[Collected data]
* * * * *

//! Configuration accepted by a runner: hatch plan, rate limiting, master
//! endpoint and the handful of one-shot/profiling knobs the facade exposes.

use std::time::Duration;

use crate::pool::HatchPlan;
use crate::SwarmError;

/// A parsed `request-increase-rate` ramp step: `step_tokens` added every
/// `step_period`.
#[derive(Debug, Clone, Copy, PartialEq)]
pub struct RampSpec {
    pub step_tokens: u32,
    pub step_period: Duration,
}

/// Parses the `N` or `N/Ms` forms accepted by `request-increase-rate`.
/// `"10"` means 10 tokens added every second; `"10/5s"` means 10 tokens
/// added every 5 seconds.
pub fn parse_request_increase_rate(input: &str) -> Result<RampSpec, SwarmError> {
    let input = input.trim();
    if input.is_empty() {
        return Err(SwarmError::Validation(
            "request-increase-rate must not be empty".to_string(),
        ));
    }

    if let Some((tokens_part, period_part)) = input.split_once('/') {
        let step_tokens: u32 = tokens_part.parse().map_err(|_| {
            SwarmError::Validation(format!("invalid token count in '{input}'"))
        })?;
        let seconds_str = period_part.strip_suffix('s').ok_or_else(|| {
            SwarmError::Validation(format!(
                "invalid period in '{input}': expected a trailing 's'"
            ))
        })?;
        let seconds: f64 = seconds_str.parse().map_err(|_| {
            SwarmError::Validation(format!("invalid period in '{input}'"))
        })?;
        if seconds <= 0.0 {
            return Err(SwarmError::Validation(format!(
                "period in '{input}' must be positive"
            )));
        }
        Ok(RampSpec {
            step_tokens,
            step_period: Duration::from_secs_f64(seconds),
        })
    } else {
        let step_tokens: u32 = input
            .parse()
            .map_err(|_| SwarmError::Validation(format!("invalid request-increase-rate '{input}'")))?;
        Ok(RampSpec {
            step_tokens,
            step_period: Duration::from_secs(1),
        })
    }
}

/// `hatch-type` as accepted by the facade: anything else is a configuration
/// error at parse time, not silently coerced.
#[derive(Debug, Clone, Copy, PartialEq, Eq)]
pub enum HatchType {
    Asap,
    Smooth,
}

impl std::str::FromStr for HatchType {
    type Err = SwarmError;

    fn from_str(s: &str) -> Result<Self, Self::Err> {
        match s {
            "asap" => Ok(HatchType::Asap),
            "smooth" => Ok(HatchType::Smooth),
            other => Err(SwarmError::Validation(format!(
                "hatch-type must be 'asap' or 'smooth', got '{other}'"
            ))),
        }
    }
}

/// Full configuration for a standalone or distributed runner.
#[derive(Debug, Clone)]
pub struct RunnerConfig {
    pub master_host: Option<String>,
    pub master_port: u16,
    pub hatch_type: HatchType,
    pub hatch_rate: u32,
    pub hatch_count: u32,
    pub max_rps: u32,
    pub request_increase_rate: Option<RampSpec>,
    pub run_tasks: Vec<String>,
    pub report_interval: Duration,
    pub heartbeat_period: Duration,
}

impl Default for RunnerConfig {
    fn default() -> Self {
        Self {
            master_host: None,
            master_port: 5557,
            hatch_type: HatchType::Asap,
            hatch_rate: 0,
            hatch_count: 1,
            max_rps: 0,
            request_increase_rate: None,
            run_tasks: Vec::new(),
            report_interval: Duration::from_secs(3),
            heartbeat_period: Duration::from_secs(1),
        }
    }
}

impl RunnerConfig {
    pub fn validate(&self) -> Result<(), SwarmError> {
        if self.hatch_count == 0 && self.run_tasks.is_empty() {
            return Err(SwarmError::Validation(
                "hatch-count must be positive unless run-tasks is set".to_string(),
            ));
        }
        if let Some(host) = &self.master_host {
            if host.is_empty() {
                return Err(SwarmError::Validation(
                    "master-host must not be empty when set".to_string(),
                ));
            }
        }
        Ok(())
    }

    /// Resolves the configured hatch type/rate into a concrete [`HatchPlan`],
    /// applying the zero-rate-means-asap fallback.
    pub fn hatch_plan(&self) -> HatchPlan {
        match self.hatch_type {
            HatchType::Asap => HatchPlan::Asap,
            HatchType::Smooth => HatchPlan::smooth(self.hatch_rate),
        }
    }

    pub fn is_distributed(&self) -> bool {
        self.master_host.is_some()
    }
}

#[cfg(test)]
mod tests {
    use super::*;

    #[test]
    fn parses_plain_integer_as_per_second_step() {
        let spec = parse_request_increase_rate("10").unwrap();
        assert_eq!(spec.step_tokens, 10);
        assert_eq!(spec.step_period, Duration::from_secs(1));
    }

    #[test]
    fn parses_n_over_m_seconds_form() {
        let spec = parse_request_increase_rate("10/5s").unwrap();
        assert_eq!(spec.step_tokens, 10);
        assert_eq!(spec.step_period, Duration::from_secs(5));
    }

    #[test]
    fn rejects_missing_seconds_suffix() {
        let err = parse_request_increase_rate("10/5").unwrap_err();
        assert!(matches!(err, SwarmError::Validation(_)));
    }

    #[test]
    fn rejects_garbage() {
        assert!(parse_request_increase_rate("abc").is_err());
        assert!(parse_request_increase_rate("").is_err());
    }

    #[test]
    fn hatch_type_rejects_unknown_values() {
        assert!("asap".parse::<HatchType>().is_ok());
        assert!("smooth".parse::<HatchType>().is_ok());
        assert!("bogus".parse::<HatchType>().is_err());
    }

    #[test]
    fn validate_rejects_zero_hatch_count_without_run_tasks() {
        let mut cfg = RunnerConfig {
            hatch_count: 0,
            ..Default::default()
        };
        assert!(cfg.validate().is_err());
        cfg.run_tasks.push("hello".to_string());
        assert!(cfg.validate().is_ok());
    }

    #[test]
    fn zero_smooth_rate_resolves_to_asap_plan() {
        let cfg = RunnerConfig {
            hatch_type: HatchType::Smooth,
            hatch_rate: 0,
            ..Default::default()
        };
        assert_eq!(cfg.hatch_plan(), crate::pool::HatchPlan::Asap);
    }
}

* * * * *

◆ Task brief:
Retype each of the preceding records exactly as printed.

◆ Answer box:
//! Configuration accepted by a runner: hatch plan, rate limiting, master
//! endpoint and the handful of one-shot/profiling knobs the facade exposes.

use std::time::Duration;

use crate::pool::HatchPlan;
use crate::SwarmError;

/// A parsed `request-increase-rate` ramp step: `step_tokens` added every
/// `step_period`.
#[derive(Debug, Clone, Copy, PartialEq)]
pub struct RampSpec {
    pub step_tokens: u32,
    pub step_period: Duration,
}

/// Parses the `N` or `N/Ms` forms accepted by `request-increase-rate`.
/// `"10"` means 10 tokens added every second; `"10/5s"` means 10 tokens
/// added every 5 seconds.
pub fn parse_request_increase_rate(input: &str) -> Result<RampSpec, SwarmError> {
    let input = input.trim();
    if input.is_empty() {
        return Err(SwarmError::Validation(
            "request-increase-rate must not be empty".to_string(),
        ));
    }

    if let Some((tokens_part, period_part)) = input.split_once('/') {
        let step_tokens: u32 = tokens_part.parse().map_err(|_| {
            SwarmError::Validation(format!("invalid token count in '{input}'"))
        })?;
        let seconds_str = period_part.strip_suffix('s').ok_or_else(|| {
            SwarmError::Validation(format!(
                "invalid period in '{input}': expected a trailing 's'"
            ))
        })?;
        let seconds: f64 = seconds_str.parse().map_err(|_| {
            SwarmError::Validation(format!("invalid period in '{input}'"))
        })?;
        if seconds <= 0.0 {
            return Err(SwarmError::Validation(format!(
                "period in '{input}' must be positive"
            )));
        }
        Ok(RampSpec {
            step_tokens,
            step_period: Duration::from_secs_f64(seconds),
        })
    } else {
        let step_tokens: u32 = input
            .parse()
            .map_err(|_| SwarmError::Validation(format!("invalid request-increase-rate '{input}'")))?;
        Ok(RampSpec {
            step_tokens,
            step_period: Duration::from_secs(1),
        })
    }
}

/// `hatch-type` as accepted by the facade: anything else is a configuration
/// error at parse time, not silently coerced.
#[derive(Debug, Clone, Copy, PartialEq, Eq)]
pub enum HatchType {
    Asap,
    Smooth,
}

impl std::str::FromStr for HatchType {
    type Err = SwarmError;

    fn from_str(s: &str) -> Result<Self, Self::Err> {
        match s {
            "asap" => Ok(HatchType::Asap),
            "smooth" => Ok(HatchType::Smooth),
            other => Err(SwarmError::Validation(format!(
                "hatch-type must be 'asap' or 'smooth', got '{other}'"
            ))),
        }
    }
}

/// Full configuration for a standalone or distributed runner.
#[derive(Debug, Clone)]
pub struct RunnerConfig {
    pub master_host: Option<String>,
    pub master_port: u16,
    pub hatch_type: HatchType,
    pub hatch_rate: u32,
    pub hatch_count: u32,
    pub max_rps: u32,
    pub request_increase_rate: Option<RampSpec>,
    pub run_tasks: Vec<String>,
    pub report_interval: Duration,
    pub heartbeat_period: Duration,
}

impl Default for RunnerConfig {
    fn default() -> Self {
        Self {
            master_host: None,
            master_port: 5557,
            hatch_type: HatchType::Asap,
            hatch_rate: 0,
            hatch_count: 1,
            max_rps: 0,
            request_increase_rate: None,
            run_tasks: Vec::new(),
            report_interval: Duration::from_secs(3),
            heartbeat_period: Duration::from_secs(1),
        }
    }
}

impl RunnerConfig {
    pub fn validate(&self) -> Result<(), SwarmError> {
        if self.hatch_count == 0 && self.run_tasks.is_empty() {
            return Err(SwarmError::Validation(
                "hatch-count must be positive unless run-tasks is set".to_string(),
            ));
        }
        if let Some(host) = &self.master_host {
            if host.is_empty() {
                return Err(SwarmError::Validation(
                    "master-host must not be empty when set".to_string(),
                ));
            }
        }
        Ok(())
    }

    /// Resolves the configured hatch type/rate into a concrete [`HatchPlan`],
    /// applying the zero-rate-means-asap fallback.
    pub fn hatch_plan(&self) -> HatchPlan {
        match self.hatch_type {
            HatchType::Asap => HatchPlan::Asap,
            HatchType::Smooth => HatchPlan::smooth(self.hatch_rate),
        }
    }

    pub fn is_distributed(&self) -> bool {
        self.master_host.is_some()
    }
}

#[cfg(test)]
mod tests {
    use super::*;

    #[test]
    fn parses_plain_integer_as_per_second_step() {
        let spec = parse_request_increase_rate("10").unwrap();
        assert_eq!(spec.step_tokens, 10);
        assert_eq!(spec.step_period, Duration::from_secs(1));
    }

    #[test]
    fn parses_n_over_m_seconds_form() {
        let spec = parse_request_increase_rate("10/5s").unwrap();
        assert_eq!(spec.step_tokens, 10);
        assert_eq!(spec.step_period, Duration::from_secs(5));
    }

    #[test]
    fn rejects_missing_seconds_suffix() {
        let err = parse_request_increase_rate("10/5").unwrap_err();
        assert!(matches!(err, SwarmError::Validation(_)));
    }

    #[test]
    fn rejects_garbage() {
        assert!(parse_request_increase_rate("abc").is_err());
        assert!(parse_request_increase_rate("").is_err());
    }

    #[test]
    fn hatch_type_rejects_unknown_values() {
        assert!("asap".parse::<HatchType>().is_ok());
        assert!("smooth".parse::<HatchType>().is_ok());
        assert!("bogus".parse::<HatchType>().is_err());
    }

    #[test]
    fn validate_rejects_zero_hatch_count_without_run_tasks() {
        let mut cfg = RunnerConfig {
            hatch_count: 0,
            ..Default::default()
        };
        assert!(cfg.validate().is_err());
        cfg.run_tasks.push("hello".to_string());
        assert!(cfg.validate().is_ok());
    }

    #[test]
    fn zero_smooth_rate_resolves_to_asap_plan() {
        let cfg = RunnerConfig {
            hatch_type: HatchType::Smooth,
            hatch_rate: 0,
            ..Default::default()
        };
        assert_eq!(cfg.hatch_plan(), crate::pool::HatchPlan::Asap);
    }
}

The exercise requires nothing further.